I decided to start with a cast of characters shot, ala The Pioneer Woman, to set the mood.

Why yes, that IS imitation vanilla and a wadded up bag of sugar. I never claimed to be good at this whole baking thing.

Only mine is considerably more cluttered and the picture quality grainier, thanks to my poor little point-and-shoot. And you don't see many glasses of wine in the PW's photos. I, on the other hand, find it an essential part of the baking process. Which may explain why my baking efforts often end in tragedy. Anyhoodle...

Step 1: whisk the flour, cinnamon and salt together.

So far, so good. I can whisk like a mofo.

Step 2: melt one stick butter in a saucepan over low heat.

Ah. Butter. Crapballs. This is when I realized that I'd forgotten to look up the USA <-> Australia conversion ratio for butter.

This thing is 250grams. What the hell is a stick? Luckily, onlineconversion came to my rescue and informed me that a stick is roughly this much of 250g:

More or less, anyway. Works for me.

Step 3: when the butter starts to melt, sift the cocoa over it and add the instant coffee. Hmm. Another little problem there. I don't own anything that could be used for sifting. Well, there's the pasta strainer, but I don't think that's really what Dorie was looking for. So I just cheerfully dumped everything into the pan and hoped for the best.

I know you all are probably clutching your pearls for dear life by this point. Sorry about that. I have put a sifter on my List of Kitchen Doodads to Buy.

Step 4: after blending the mixture, then letting it cool for three minutes, beat in the eggs one at a time.

You've gotta love how cheerful Australian eggs are. Yes they came that way from the store, and yes, the majority of eggs sold here are brown. Go figure.

Step 5: stir in the sugar and vanilla without beating anything too vigorously, followed by the dry ingredients.


Step 6: stir in the nuts and chopped chocolate.

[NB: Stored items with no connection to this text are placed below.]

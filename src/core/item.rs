use crate::error::CsvError;

/// Result of [`ItemReader::read`]: `Ok(None)` once the source is drained.
pub type ItemReaderResult<T> = Result<Option<T>, CsvError>;

pub type ItemWriterResult = Result<(), CsvError>;

/// A source of items, read one at a time.
pub trait ItemReader<T> {
    fn read(&mut self) -> ItemReaderResult<T>;
}

/// A destination of items.
pub trait ItemWriter<T> {
    fn write(&mut self, item: &T) -> ItemWriterResult;

    fn flush(&mut self) -> ItemWriterResult;

    fn write_items(&mut self, items: &[T]) -> ItemWriterResult {
        items.iter().try_for_each(|item| self.write(item))
    }

    /// Flushes pending output and releases the destination.
    fn close(&mut self) -> ItemWriterResult {
        self.flush()
    }
}
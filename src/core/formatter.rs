//! Per-column value formatting.

#[cfg(feature = "chrono")]
use chrono::NaiveDate;
use thiserror::Error;

use crate::core::value::Value;

/// Error returned by [`Formatter::parse`].
#[derive(Error, Debug, Clone, PartialEq)]
#[error("{message}")]
pub struct ParseError {
    message: String,
}

impl ParseError {
    pub fn new(message: impl Into<String>) -> Self {
        Self {
            message: message.into(),
        }
    }
}

/// Column formatter. When a column has one, it replaces the generic converter
/// in both directions.
pub trait Formatter: Send + Sync {
    fn format(&self, value: &Value) -> String;

    fn parse(&self, value: &str) -> Result<Value, ParseError>;
}

/// Formats dates with a `strftime` pattern, e.g. `%d/%m/%Y`.
#[cfg(feature = "chrono")]
#[derive(Debug, Clone)]
pub struct DateFormatter {
    pattern: String,
}

#[cfg(feature = "chrono")]
impl DateFormatter {
    pub fn new(pattern: impl Into<String>) -> Self {
        Self {
            pattern: pattern.into(),
        }
    }
}

#[cfg(feature = "chrono")]
impl Formatter for DateFormatter {
    fn format(&self, value: &Value) -> String {
        match value {
            Value::Date(date) => date.format(&self.pattern).to_string(),
            Value::DateTime(datetime) => datetime.format(&self.pattern).to_string(),
            other => other.to_string(),
        }
    }

    fn parse(&self, value: &str) -> Result<Value, ParseError> {
        NaiveDate::parse_from_str(value, &self.pattern)
            .map(Value::Date)
            .map_err(|e| ParseError::new(format!("|{value}| does not match |{}|: {e}", self.pattern)))
    }
}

Ehhhhh...this was the point where I realized I hadn't chopped anything ahead of time, so I had to take a minute to do that.

I went a little heavy on the nuts. This is what happens when you don't measure before you chop, and then don't want to waste them. Measure first, kids. Do as I say, not as I do, m'kay? Also, do you like the way the camera is focused on the wine glass? I think my subconscious was trying to tell me something...

And then I realized I hadn't coarsely chopped the chocolate. Le sigh.

This is the Aussie version of bittersweet chocolate, apparently - it was either this or dark chocolate (which I loathe with every bone in my body), but there doesn't seem to be anything that's actually bittersweet available.

And this was the point when I realized that I had no idea how many grams it took to make 4 ounces. Back to onlineconversion!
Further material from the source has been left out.